WARNING: SERMON SPOILER FOR THOSE WHO WILL BE AT SOUTHERN HILLS SUNDAY EVENING!!

I'm preaching this coming Sunday night. My sermon will coincide with the end of our congregation's "40 days of prayer." To be honest, this makes for a difficult subject for me to preach on. My prayer life is ... well ... not as strong as it should be.

So I started to examine the factors that had weakened my prayer life. While there are many contributing factors, one factor was intellectual. While I understood that the Bible taught that prayer was important and that it claimed that prayer was powerful, there was something that just didn't add up to me. Why would God require me to pray about things that he already knows? Wouldn't those be wasted words? It seemed to be against his proactive and loving nature to require that I tell him things that he knows even better that I do before he would respond. For example: why pray for an ailing friend? God already knows their ailment. He already knows that they need help. He loves them and doesn't want them to suffer. So why would he require that I pray about it?

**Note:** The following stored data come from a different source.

//! Entity Schema Descriptors
//!
//! Every CRUD table is described as data: its id column, editable fields with
//! their input types, and the foreign-key lookups resolved when listing. The
//! repository is generic over these descriptors.

use serde::{Deserialize, Serialize};
use std::fmt;
use std::str::FromStr;

/// The record types the application manages
#[derive(Debug, Clone, Copy, PartialEq, Eq, Hash, Serialize, Deserialize)]
#[serde(rename_all = "lowercase")]
pub enum EntityKind {
    Athletes,
    Trainers,
    Judges,
    Medals,
    Organizers,
    Venues,
    Inventories,
}

impl EntityKind {
    /// Screen order
    pub const ALL: [EntityKind; 7] = [
        EntityKind::Athletes,
        EntityKind::Trainers,
        EntityKind::Judges,
        EntityKind::Medals,
        EntityKind::Organizers,
        EntityKind::Venues,
        EntityKind::Inventories,
    ];

    pub fn as_str(&self) -> &'static str {
        match self {
            EntityKind::Athletes => "athletes",
            EntityKind::Trainers => "trainers",
            EntityKind::Judges => "judges",
            EntityKind::Medals => "medals",
            EntityKind::Organizers => "organizers",
            EntityKind::Venues => "venues",
            EntityKind::Inventories => "inventories",
        }
    }

    pub fn singular(&self) -> &'static str {
        match self {
            EntityKind::Inventories => "inventory",
            other => other.as_str().trim_end_matches('s'),
        }
    }

    pub fn schema(&self) -> &'static EntitySchema {
        match self {
            EntityKind::Athletes => &ATHLETES,
            EntityKind::Trainers => &TRAINERS,
            EntityKind::Judges => &JUDGES,
            EntityKind::Medals => &MEDALS,
            EntityKind::Organizers => &ORGANIZERS,
            EntityKind::Venues => &VENUES,
            EntityKind::Inventories => &INVENTORIES,
        }
    }
}

impl fmt::Display for EntityKind {
    fn fmt(&self, f: &mut fmt::Formatter<'_>) -> fmt::Result {
        f.write_str(self.as_str())
    }
}

impl FromStr for EntityKind {
    type Err = String;

    fn from_str(s: &str) -> Result<Self, Self::Err> {
        let name = s.trim().to_ascii_lowercase();
        EntityKind::ALL
            .into_iter()
            .find(|kind| {
                name == kind.as_str() || name == kind.singular() || name == kind.schema().table
            })
            .ok_or_else(|| format!("unknown entity: {}", s))
    }
}

/// How a submitted form value is interpreted
#[derive(Debug, Clone, Copy, PartialEq)]
pub enum FieldType {
    /// Free text, stored as given
    Text,
    /// One of a fixed option list
    Choice(&'static [&'static str]),
    /// Calendar date, stored as ISO `YYYY-MM-DD`
    Date,
    /// Required non-negative decimal
    Real,
    /// Required non-negative integer
    Integer,
    /// Optional id of a row in another entity
    ForeignKey(EntityKind),
}

#[derive(Debug, Clone, Copy)]
pub struct FieldSpec {
    pub name: &'static str,
    pub label: &'static str,
    pub field_type: FieldType,
}

/// LEFT JOIN that resolves a foreign key to a display label
#[derive(Debug, Clone, Copy)]
pub struct LookupJoin {
    /// Output column name
    pub alias: &'static str,
    pub fk_column: &'static str,
    pub target: EntityKind,
    pub table_alias: &'static str,
    /// SQL expression over `table_alias`
    pub expression: &'static str,
}

#[derive(Debug)]
pub struct EntitySchema {
    pub kind: EntityKind,
    pub title: &'static str,
    pub table: &'static str,
    pub id_column: &'static str,
    pub fields: &'static [FieldSpec],
    pub lookups: &'static [LookupJoin],
    pub read_only: bool,
}

impl EntitySchema {
    pub fn field(&self, name: &str) -> Option<&'static FieldSpec> {
        self.fields.iter().find(|f| f.name == name)
    }

    /// Column names a listing returns, in order, after `id`
    pub fn output_columns(&self) -> Vec<&'static str> {
        self.fields
            .iter()
            .map(|f| f.name)
            .chain(self.lookups.iter().map(|l| l.alias))
            .collect()
    }
}

pub const GENDERS: &[&str] = &["", "M", "F"];
pub const SPORT_TYPES: &[&str] = &["Football", "Hockey", "Basketball", "Swimming", "Other"];
pub const TRAINER_CATEGORIES: &[&str] = &["1st category", "2nd category", "Highest category"];
pub const JUDGE_CATEGORIES: &[&str] = &["National", "International", "Chief judge"];
pub const MEDAL_MATERIALS: &[&str] = &["Gold", "Silver", "Bronze", "Other"];

const fn field(name: &'static str, label: &'static str, field_type: FieldType) -> FieldSpec {
    FieldSpec {
        name,
        label,
        field_type,
    }
}

static ATHLETES: EntitySchema = EntitySchema {
    kind: EntityKind::Athletes,
    title: "Athletes",
    table: "athletes",
    id_column: "id_athlete",
    fields: &[
        field("firstname", "First name", FieldType::Text),
        field("lastname", "Last name", FieldType::Text),
        field("gender", "Gender", FieldType::Choice(GENDERS)),
        field("phone_number", "Phone", FieldType::Text),
        field("birth_date", "Birth date", FieldType::Date),
        field("sport_rank", "Rank", FieldType::Text),
        field("sport_type", "Sport", FieldType::Text),
    ],
    lookups: &[],
    read_only: false,
};

static TRAINERS: EntitySchema = EntitySchema {
    kind: EntityKind::Trainers,
    title: "Trainers",
    table: "trainers",
    id_column: "id_trainer",
    fields: &[
        field("firstname", "First name", FieldType::Text),
        field("lastname", "Last name", FieldType::Text),
        field("phone_number", "Phone", FieldType::Text),
        field("sport_type", "Sport", FieldType::Choice(SPORT_TYPES)),
        field("category", "Category", FieldType::Choice(TRAINER_CATEGORIES)),
        field("birth_date", "Birth date", FieldType::Date),
    ],
    lookups: &[],
    read_only: false,
};

static JUDGES: EntitySchema = EntitySchema {
    kind: EntityKind::Judges,
    title: "Judges",
    table: "judges",
    id_column: "id_judge",
    fields: &[
        field("firstname", "First name", FieldType::Text),
        field("lastname", "Last name", FieldType::Text),
        field("phone_number", "Phone", FieldType::Text),
        field("category", "Category", FieldType::Choice(JUDGE_CATEGORIES)),
        field("birth_date", "Birth date", FieldType::Date),
        field("id_athlete", "Athlete ID", FieldType::ForeignKey(EntityKind::Athletes)),
        field("id_medal", "Medal ID", FieldType::ForeignKey(EntityKind::Medals)),
    ],
    lookups: &[
        LookupJoin {
            alias: "athlete",
            fk_column: "id_athlete",
            target: EntityKind::Athletes,
            table_alias: "a",
            expression: "a.firstname || ' ' || a.lastname",
        },
        LookupJoin {
            alias: "medal",
            fk_column: "id_medal",
            target: EntityKind::Medals,
            table_alias: "m",
            expression: "m.material || ' (' || m.color || ')'",
        },
    ],
    read_only: false,
};

static MEDALS: EntitySchema = EntitySchema {
    kind: EntityKind::Medals,
    title: "Medals",
    table: "medals",
    id_column: "id_medal",
    fields: &[
        field("material", "Material", FieldType::Choice(MEDAL_MATERIALS)),
        field("color", "Color", FieldType::Text),
        field("weight", "Weight", FieldType::Real),
        field("quantity", "Quantity", FieldType::Integer),
    ],
    lookups: &[],
    read_only: false,
};

static ORGANIZERS: EntitySchema = EntitySchema {
    kind: EntityKind::Organizers,
    title: "Organizers",
    table: "organizers",
    id_column: "id_organizer",
    fields: &[
        field("firstname", "First name", FieldType::Text),
        field("lastname", "Last name", FieldType::Text),
        field("phone_number", "Phone", FieldType::Text),
        field("email", "Email", FieldType::Text),
        field("birth_date", "Birth date", FieldType::Date),
        field("id_venue", "Venue ID", FieldType::ForeignKey(EntityKind::Venues)),
        field("id_inventory", "Inventory ID", FieldType::ForeignKey(EntityKind::Inventories)),
    ],
    lookups: &[
        LookupJoin {
            alias: "venue",
            fk_column: "id_venue",
            target: EntityKind::Venues,
            table_alias: "v",
            expression: "v.name",
        },
        LookupJoin {
            alias: "inventory",
            fk_column: "id_inventory",
            target: EntityKind::Inventories,
            table_alias: "i",
            expression: "i.product_name",
        },
    ],
    read_only: false,
};

static VENUES: EntitySchema = EntitySchema {
    kind: EntityKind::Venues,
    title: "Venues",
    table: "venues",
    id_column: "id_venue",
    fields: &[field("name", "Name", FieldType::Text)],
    lookups: &[],
    read_only: true,
};

static INVENTORIES: EntitySchema = EntitySchema {
    kind: EntityKind::Inventories,
    title: "Sports inventory",
    table: "sports_inventories",
    id_column: "id_inventory",
    fields: &[field("product_name", "Product", FieldType::Text)],
    lookups: &[],
    read_only: true,
};
//! Roles and session identity

use serde::{Deserialize, Serialize};
use std::fmt;
use std::str::FromStr;

use crate::engine::records::EntityKind;

/// The four account roles. Immutable once an account exists.
#[derive(Debug, Clone, Copy, PartialEq, Eq, Hash, Serialize, Deserialize)]
#[serde(rename_all = "lowercase")]
pub enum Role {
    Athlete,
    Trainer,
    Judge,
    Organizer,
}

impl Role {
    /// Credential lookup order used by authentication
    pub const ALL: [Role; 4] = [Role::Athlete, Role::Trainer, Role::Judge, Role::Organizer];

    pub fn as_str(&self) -> &'static str {
        match self {
            Role::Athlete => "athlete",
            Role::Trainer => "trainer",
            Role::Judge => "judge",
            Role::Organizer => "organizer",
        }
    }

    /// The entity whose rows are this role's accounts
    pub fn profile_entity(&self) -> EntityKind {
        match self {
            Role::Athlete => EntityKind::Athletes,
            Role::Trainer => EntityKind::Trainers,
            Role::Judge => EntityKind::Judges,
            Role::Organizer => EntityKind::Organizers,
        }
    }
}

impl fmt::Display for Role {
    fn fmt(&self, f: &mut fmt::Formatter<'_>) -> fmt::Result {
        f.write_str(self.as_str())
    }
}

#[derive(Debug, Clone, PartialEq, Eq)]
pub struct UnknownRole(pub String);

impl fmt::Display for UnknownRole {
    fn fmt(&self, f: &mut fmt::Formatter<'_>) -> fmt::Result {
        write!(f, "unknown role: {}", self.0)
    }
}

impl std::error::Error for UnknownRole {}

impl FromStr for Role {
    type Err = UnknownRole;

    fn from_str(s: &str) -> Result<Self, Self::Err> {
        match s.trim().to_ascii_lowercase().as_str() {
            "athlete" => Ok(Role::Athlete),
            "trainer" => Ok(Role::Trainer),
            "judge" => Ok(Role::Judge),
            "organizer" => Ok(Role::Organizer),
            _ => Err(UnknownRole(s.to_string())),
        }
    }
}

/// An authenticated session identity. `id` is the primary key of the caller's profile row.
#[derive(Debug, Clone, PartialEq, Eq, Serialize, Deserialize)]
pub struct Identity {
    pub id: i64,
    pub username: String,
    pub role: Role,
}

impl Identity {
    pub fn new(id: i64, username: &str, role: Role) -> Self {
        Self {
            id,
            username: username.to_string(),
            role,
        }
    }
}

#[cfg(test)]
mod tests {
    use super::*;

    #[test]
    fn test_parse_roles() {
        assert_eq!("athlete".parse::<Role>().unwrap(), Role::Athlete);
        assert_eq!(" Organizer ".parse::<Role>().unwrap(), Role::Organizer);
        assert_eq!("coach".parse::<Role>(), Err(UnknownRole("coach".to_string())));
    }

    #[test]
    fn test_display_round_trip() {
        for role in Role::ALL {
            assert_eq!(role.to_string().parse::<Role>().unwrap(), role);
        }
    }

    #[test]
    fn test_profile_entities() {
        assert_eq!(Role::Athlete.profile_entity(), EntityKind::Athletes);
        assert_eq!(Role::Judge.profile_entity(), EntityKind::Judges);
    }

    #[test]
    fn test_identity_serializes_role_lowercase() {
        let identity = Identity::new(7, "anna", Role::Athlete);
        let json = serde_json::to_value(&identity).unwrap();
        assert_eq!(json["role"], "athlete");
        assert_eq!(json["id"], 7);
    }
}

In the midst of this quandary, my brother-in-law introduced me to the word Shekinah. Its a Hebrew word that isn't found in the Bible, but that the Jews used to describe a very real Biblical teaching. It describes the VISIBLE presence of God. It was present in the exodus, at the giving of the Law, at the dedication of the tabernacle, at the dedication of the temple, at the birth, baptism, and transfiguration of Christ. The Shekinah dwelled permanently on the mercy seat (the place between the two cherubim on the top of the Ark of the Covenant). The ark was kept in the Holy of Holies, which was inaccessible to anyone but the hight priest, and that once a year.

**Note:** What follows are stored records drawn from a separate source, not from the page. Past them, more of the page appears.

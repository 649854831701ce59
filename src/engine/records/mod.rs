//! Records Module
//!
//! Entity schema descriptors and the generic repository built on them

pub mod error;
pub mod repository;
pub mod schema;
pub mod value;

pub use error::RecordError;
pub use repository::{FieldValues, Record, RecordRepository};
pub use schema::{EntityKind, EntitySchema, FieldSpec, FieldType, LookupJoin};
pub use value::{display_date, parse_date, SqlValue};
//! RBAC Module
//!
//! Roles, session identities and the fixed access policy

pub mod role;
pub mod policy;
pub mod enforcer;

pub use role::{Identity, Role, UnknownRole};
pub use policy::{can_mutate, can_view, grant, visible_entities, visible_row_filter, Grant, RowFilter, Scope};
pub use enforcer::{AccessDenied, Enforcer, Operation};
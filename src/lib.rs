//! SportsOrg - records core for a sports organization
//! Accounts for four roles, role-gated CRUD over the organization's tables

pub mod engine;

pub use engine::{
    open_database, AuthError, AuthService, Config, Confirm, Database, DeleteOutcome, EntityKind,
    FieldValues, FormState, Identity, ProfileFields, Record, RecordError, Role, Session,
    SubmitOutcome,
};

What does all this mean? No one could live in God's presence! God could only be seen from a distance and through the veil of a cloud! His glory was permanently kept separate from man by a veil/curtain in the temple!

When God came to live with us in the form of the Messiah, it seemed like everything was solved. God could now be approached! But then the Messiah died. Was all hope lost? No, because at the death of Christ, something special happened. Until recently, I never realized the importance of it. The curtain which separated the Holy of Holies from the people was ripped!

That curtain kept the holy inaccessible. That curtain kept the Shekinah invisible. That curtain illustrated the separation between God and us. That curtain was destroyed when Christ died!

I can now approach God in all of his glory! I don't have to go through anyone (save Christ). I can approach anytime I want to, about any topic I please, wherever I may be. I have complete, unhindered, open access to God!

My question ("Why do I have to pray?") was simply the wrong question. The real question is, "Why wouldn't I WANT to?" I no longer think of prayer as something I HAVE to do for some inexplicable reason. Rather, through prayer I GET to walk right up to God and spend glorious time in God's presence! Why would I pass that up? If offered the opportunity to spend time with the president (all politics aside), I wouldn't hesitate! If I was able to go spend some time with Bono or Sarah McLachlan, I wouldn't even have to think! How much greater should I view the opportunity to approach God?

1 comment:

Andy said...

The emperor (Hadrian) said to Rabbi Joshua b. Hananiah, "I desire greatly to see thy God." Joshua requested him to stand facing the brilliant summer sun, and said, "Gaze upon it." The emperor said, "I can not." "Then," said Joshua, "if thou art not able to look upon a servant of God, how much less mayest thou gaze upon the Shekinah?"(Ḥul. 60a).